BootsnAll Travel Network

Hoi An: The Saviour

After our lengthy, frustrating journey to get there, Hoi An proved itself to be worth the effort. Not for the first time, it was our saviour on a visit to Vietnam.

My friend Conor, writer of the greatest travel blog ever and superhero to orphans across Nepal (seriously, check out his blog at described Hoi An as ‘quaint’. And, as usual, he was pretty much spot on. Well, certainly when it comes to describing the architecture in the World Heritage listed town; for the narrow streets with their one and two storey terrace like buildings showing cracked yellow facades and wooden shutters over the windows conjure up few other words. The women pedalling dusty old bikes under their traditional conical hats, young and old alike, give the town an even greater old-timey feel.

But there’s a part of Hoi An that is pretty much the opposite of quaint. A vast majority of the beautiful old buildings are filled with tailors. Hundreds and hundreds of tailors. Bec and I had been here before, and on that visit we had to buy an extra bag to carry home all the clothes we had made. Walking into an open-fronted store, picking a fabric, being measured up, and then a day later picking up a finished product is a uniquely invigorating way to shop. And here in Hoi An it’s also dirt cheap. I’m talking rolling around in the mud cheap.

And that, my friends, is why we came back to this place – to buy the cheapest damn wedding clothes we could! It’s hard enough travelling around knowing that you’ll go home with almost no money, it’s even harder when you get home with no money and have to pay for a wedding. Since getting engaged we’d managed to organise quite a bit of wedding stuff (thanks mostly to the super-human efforts of Bec’s parents), and to have our outfits tailored for half the price (in my case) and about a tenth of the price (in Bec’s case) that we’d pay back home would top it off.

I waited at the tailor’s whilst Bec was having her first wedding dress fitting. Describing how much of a challenge it was for her is pretty difficult – she had never tried on a wedding dress, she had showed the tailor a photo she’d got from the internet, she didn’t have her mum to offer advice, she didn’t have her friends to offer advice, in fact, she pretty much had no-one given that I wasn’t allowed to see the thing. So when she walked out an hour-and-a-half later, at about 3pm, I was pretty tentative when I asked how it went.

She didn’t really respond, other than to give a slight shrug of the shoulders in the vaguest manner, while her eyes looked straight through me. Dazed doesn’t even cover it. Her face was white, we hadn’t eaten lunch, and she’d just spent an hour-and-a-half standing in a pair of high-heels two sizes too small whilst a gourp of Vietnamese women put a bag of fabric over her and cut it into a dress around her. I think she just about fainted, before uttering, “can we get some food?”

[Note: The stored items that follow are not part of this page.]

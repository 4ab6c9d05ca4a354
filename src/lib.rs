//! wvkeys - Widevine license acquisition and content key vault.
//!
//! This crate provides:
//! - Widevine init data construction, PSSH parsing and fingerprinting.
//! - A content-addressed key vault (in memory or JSON file).
//! - The two-round license exchange driven through a pluggable CDM.
//! - Catalog item acquisition producing stream manifests with keys.
//!
//! Feature flags:
//! - `cli`: enable the `wvkeys` binary.
//! - `remote`: enable the pywidevine serve compatible remote CDM client.
//! - `log`: log through the `log` facade.
//! - `tracing`: log through `tracing` instead.
#![allow(clippy::result_large_err)]

#[macro_use]
mod macros;

/// Catalog item acquisition.
pub mod acquire;
/// CDM capability boundary.
pub mod cdm;
/// YAML configuration.
pub mod config;
/// Common error types and Result alias.
pub mod error;
/// Decrypted key representation.
pub mod key;
/// License endpoint client.
pub mod license;
/// Widevine protobuf messages.
pub mod license_protocol;
/// HLS playlist parsing and stream manifests.
pub mod manifest;
/// Playback descriptor lookup.
pub mod playback;
/// Init data and PSSH utilities.
pub mod pssh;
/// Vault-first key resolution.
pub mod resolver;
/// Shared helper utilities.
pub mod utils;
/// Content key vault.
pub mod vault;

/// Remote CDM client (feature: `remote`).
#[cfg(feature = "remote")]
pub mod remotecdm;

#[cfg(test)]
mod testing;
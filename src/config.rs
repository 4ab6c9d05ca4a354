//! Configuration loaded from YAML.
//!
//! Tokens and CDM credentials are passed explicitly into the clients built
//! from this struct; nothing reads them from global state.
use std::path::{Path, PathBuf};
use std::time::Duration;

use serde::Deserialize;

use crate::error::{Error, Result};
use crate::vault::FileKeyVault;

/// Top-level configuration.
///
/// ```yaml
/// access_token: eyJh...
/// media_user_token: Ag...
/// vault_path: /srv/wvkeys/keys.json
/// timeout_secs: 30
/// workers: 4
/// cdm:
///   host: http://127.0.0.1:8786
///   secret: some-secret
///   device: my_device
///   system_id: 4464
///   security_level: 3
/// ```
#[derive(Debug, Clone, Deserialize)]
pub struct Config {
    /// Bearer token for the catalog and playback endpoints.
    pub access_token: String,
    /// Subscription token sent as `media-user-token`.
    pub media_user_token: String,
    /// Key vault file; defaults to the user's data directory.
    #[serde(default)]
    pub vault_path: Option<PathBuf>,
    /// Per-request timeout in seconds, applied to every license round.
    #[serde(default = "default_timeout_secs")]
    pub timeout_secs: u64,
    /// Number of items acquired in parallel.
    #[serde(default = "default_workers")]
    pub workers: usize,
    /// Remote CDM connection.
    pub cdm: RemoteCdmConfig,
}

/// Connection details for a pywidevine serve-compatible remote CDM.
#[derive(Debug, Clone, Deserialize)]
pub struct RemoteCdmConfig {
    pub host: String,
    pub secret: String,
    /// Device name as exposed by the server (file stem of the .wvd).
    pub device: String,
    pub system_id: u32,
    pub security_level: u8,
}

fn default_timeout_secs() -> u64 {
    30
}

fn default_workers() -> usize {
    1
}

impl Config {
    pub fn from_yaml(data: &str) -> Result<Self> {
        let config: Config = serde_yaml::from_str(data)?;
        if config.timeout_secs == 0 {
            return Err(Error::Other("timeout_secs must be greater than zero".to_string()));
        }
        Ok(config)
    }

    pub fn from_path(path: impl AsRef<Path>) -> Result<Self> {
        let path = path.as_ref();
        let data = std::fs::read_to_string(path)?;
        Self::from_yaml(&data)
    }

    pub fn timeout(&self) -> Duration {
        Duration::from_secs(self.timeout_secs)
    }

    /// Configured vault path, falling back to the platform data directory.
    pub fn vault_path(&self) -> Result<PathBuf> {
        self.vault_path
            .clone()
            .or_else(FileKeyVault::default_path)
            .ok_or_else(|| Error::Other("No data directory available for the key vault".to_string()))
    }
}
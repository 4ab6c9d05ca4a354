//! Miscellaneous helper utilities.
use std::path::Path;

use reqwest::Url;

use crate::error::{Error, Result};

/// Ensure a file path's parent directory exists.
pub fn ensure_parent_dir(path: &Path) -> std::io::Result<()> {
    if let Some(parent) = path.parent() {
        std::fs::create_dir_all(parent)?;
    }
    Ok(())
}

/// Resolve a playlist entry against the URL of the playlist that holds it.
pub fn resolve_uri(base: &str, uri: &str) -> Result<String> {
    if uri.starts_with("http://") || uri.starts_with("https://") {
        return Ok(uri.to_string());
    }
    let base = Url::parse(base).map_err(|e| Error::InvalidPlaylist(format!("{}: {}", base, e)))?;
    base.join(uri)
        .map(String::from)
        .map_err(|e| Error::InvalidPlaylist(format!("{}: {}", uri, e)))
}

#[cfg(test)]
mod tests {
    use super::resolve_uri;

    #[test]
    fn resolves_relative_and_keeps_absolute() {
        let base = "https://aod.itunes.apple.com/itunes-assets/a/b/P1.m3u8";
        assert_eq!(
            resolve_uri(base, "seg/0.mp4").expect("resolve"),
            "https://aod.itunes.apple.com/itunes-assets/a/b/seg/0.mp4"
        );
        assert_eq!(
            resolve_uri(base, "https://cdn.example/x.mp4").expect("resolve"),
            "https://cdn.example/x.mp4"
        );
    }
}
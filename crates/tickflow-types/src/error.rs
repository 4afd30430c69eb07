//! Error types shared across the engine.
//!
//! `JsonError` is the user-facing, structurally serializable error that
//! survives persistence: an op handler failure is stored as a `JsonError`
//! and re-thrown on every subsequent replay, so `?`/match around a step
//! behaves identically to a live failure. Its `can_retry` flag is the sole
//! authority for retry eligibility across store round-trips.

use serde::{Deserialize, Serialize};
use thiserror::Error;
use uuid::Uuid;

// ---------------------------------------------------------------------------
// Well-known error names
// ---------------------------------------------------------------------------

/// Error name for input validation failures.
pub const INVALID_INPUT_ERROR: &str = "InvalidInputError";

/// Error name for an op called from inside another op's handler.
pub const NESTED_OP_ERROR: &str = "NestedOpError";

/// Error name for a signal wait that expired before the signal arrived.
pub const SIGNAL_TIMEOUT_ERROR: &str = "SignalTimeoutError";

/// Error name for a child workflow invocation that exceeded its timeout.
pub const INVOKE_TIMEOUT_ERROR: &str = "InvokeTimeoutError";

/// Error name for internal engine failures (contract violations).
pub const INTERNAL_ERROR: &str = "InternalError";

// ---------------------------------------------------------------------------
// JsonError
// ---------------------------------------------------------------------------

/// A structurally serializable error.
///
/// Preserves name, message, an optional recursive cause chain, captured
/// stack text, and the `can_retry` flag through every persistence
/// round-trip. A thrown non-retryable error keeps `can_retry = false`
/// no matter how many times it is stored and reloaded.
#[derive(Debug, Clone, PartialEq, Serialize, Deserialize)]
pub struct JsonError {
    /// Error class name (e.g. "InvalidInputError").
    pub name: String,
    /// Human-readable message.
    pub message: String,
    /// Optional nested cause.
    #[serde(default, skip_serializing_if = "Option::is_none")]
    pub cause: Option<Box<JsonError>>,
    /// Captured stack/backtrace text, if any.
    #[serde(default, skip_serializing_if = "Option::is_none")]
    pub stack: Option<String>,
    /// Whether the engine may retry the failed operation.
    #[serde(default = "default_can_retry")]
    pub can_retry: bool,
}

fn default_can_retry() -> bool {
    true
}

impl JsonError {
    /// Create a retryable error with the given name and message.
    pub fn new(name: impl Into<String>, message: impl Into<String>) -> Self {
        Self {
            name: name.into(),
            message: message.into(),
            cause: None,
            stack: None,
            can_retry: true,
        }
    }

    /// Create a non-retryable error with the given name and message.
    pub fn non_retryable(name: impl Into<String>, message: impl Into<String>) -> Self {
        Self {
            can_retry: false,
            ..Self::new(name, message)
        }
    }

    /// Attach a cause to this error.
    pub fn with_cause(mut self, cause: JsonError) -> Self {
        self.cause = Some(Box::new(cause));
        self
    }

    /// Build a `JsonError` from any `std::error::Error`, walking its
    /// source chain into nested causes.
    pub fn from_error(err: &dyn std::error::Error) -> Self {
        let mut this = Self::new("Error", err.to_string());
        if let Some(source) = err.source() {
            this.cause = Some(Box::new(Self::from_error(source)));
        }
        this
    }

    /// Validation failure before the workflow handler ever runs.
    pub fn invalid_input(issues: &[ValidationIssue]) -> Self {
        let detail = issues
            .iter()
            .map(|i| i.to_string())
            .collect::<Vec<_>>()
            .join("; ");
        Self::non_retryable(INVALID_INPUT_ERROR, format!("invalid input: {detail}"))
    }

    /// An op was triggered while another op of the same tick was executing.
    pub fn nested_op(op_id: &str) -> Self {
        Self::non_retryable(
            NESTED_OP_ERROR,
            format!("op '{op_id}' was triggered inside another op; ops cannot nest"),
        )
    }

    /// A signal wait expired without the signal arriving.
    pub fn signal_timeout(signal: &str) -> Self {
        Self::non_retryable(
            SIGNAL_TIMEOUT_ERROR,
            format!("timed out waiting for signal '{signal}'"),
        )
    }

    /// A child workflow did not finish within the invocation timeout.
    pub fn invoke_timeout(child_run_id: Uuid) -> Self {
        Self::non_retryable(
            INVOKE_TIMEOUT_ERROR,
            format!("child run {child_run_id} did not finish before the invoke timeout"),
        )
    }

    /// Internal engine failure (store/queue contract violation).
    pub fn internal(message: impl Into<String>) -> Self {
        Self::non_retryable(INTERNAL_ERROR, message)
    }
}

impl From<anyhow::Error> for JsonError {
    fn from(err: anyhow::Error) -> Self {
        let mut this = Self::new("Error", err.to_string());
        if let Some(source) = err.source() {
            this.cause = Some(Box::new(Self::from_error(source)));
        }
        this
    }
}

impl std::fmt::Display for JsonError {
    fn fmt(&self, f: &mut std::fmt::Formatter<'_>) -> std::fmt::Result {
        write!(f, "{}: {}", self.name, self.message)
    }
}

impl std::error::Error for JsonError {
    fn source(&self) -> Option<&(dyn std::error::Error + 'static)> {
        self.cause
            .as_deref()
            .map(|c| c as &(dyn std::error::Error + 'static))
    }
}

// ---------------------------------------------------------------------------
// Validation issues
// ---------------------------------------------------------------------------

/// A single problem reported by an input validator.
#[derive(Debug, Clone, PartialEq, Serialize, Deserialize)]
pub struct ValidationIssue {
    /// Path into the input document (e.g. "user.email").
    pub path: String,
    /// What was wrong at that path.
    pub message: String,
}

impl std::fmt::Display for ValidationIssue {
    fn fmt(&self, f: &mut std::fmt::Formatter<'_>) -> std::fmt::Result {
        if self.path.is_empty() {
            write!(f, "{}", self.message)
        } else {
            write!(f, "{}: {}", self.path, self.message)
        }
    }
}

// ---------------------------------------------------------------------------
// Store / queue errors
// ---------------------------------------------------------------------------

/// Errors from state store operations (used by trait definitions in tickflow-core).
#[derive(Debug, Error)]
pub enum StoreError {
    #[error("store I/O error: {0}")]
    Io(String),

    #[error("store query error: {0}")]
    Query(String),

    #[error("entity not found")]
    NotFound,

    #[error("conflict: {0}")]
    Conflict(String),

    #[error("serialization error: {0}")]
    Serde(String),
}

impl From<serde_json::Error> for StoreError {
    fn from(e: serde_json::Error) -> Self {
        StoreError::Serde(e.to_string())
    }
}

/// Errors from work queue operations.
#[derive(Debug, Error)]
pub enum QueueError {
    #[error("queue I/O error: {0}")]
    Io(String),

    #[error("queue serialization error: {0}")]
    Serde(String),
}

impl From<serde_json::Error> for QueueError {
    fn from(e: serde_json::Error) -> Self {
        QueueError::Serde(e.to_string())
    }
}

// ---------------------------------------------------------------------------
// Tests
// ---------------------------------------------------------------------------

A few days later, after we’d finally met up with our friends Kennedy and Kate, she had her final fitting, and had Kate there for support.

Once again, we had to buy an extra bag to carry home all the clothes we had made. As well as our wedding gear, Bec got a dress, a couple of skirts, a few casual tops, two suits, and a pair of shoes, while I picked up another three-piece suit, a pair of pants, a couple of work shirts, a couple of casual shirts, two pairs of shorts and two pairs of leather boots. All custom made and tailored to fit.

It wasn’t all shopping though. Meeting up with old friends Kennedy and Kate was great, and between fittings we spent our days drinking cheap beer and eating delicious seafood; fish or squid grilled in banana leaf with lemon pepper sauce. Yum! A trip to the nearby beach was also a must, where was sat back on banana lounges drinking beers and eating spring rolls, before sqimming in the warmest possible water. It felt like swimming in a giant bath.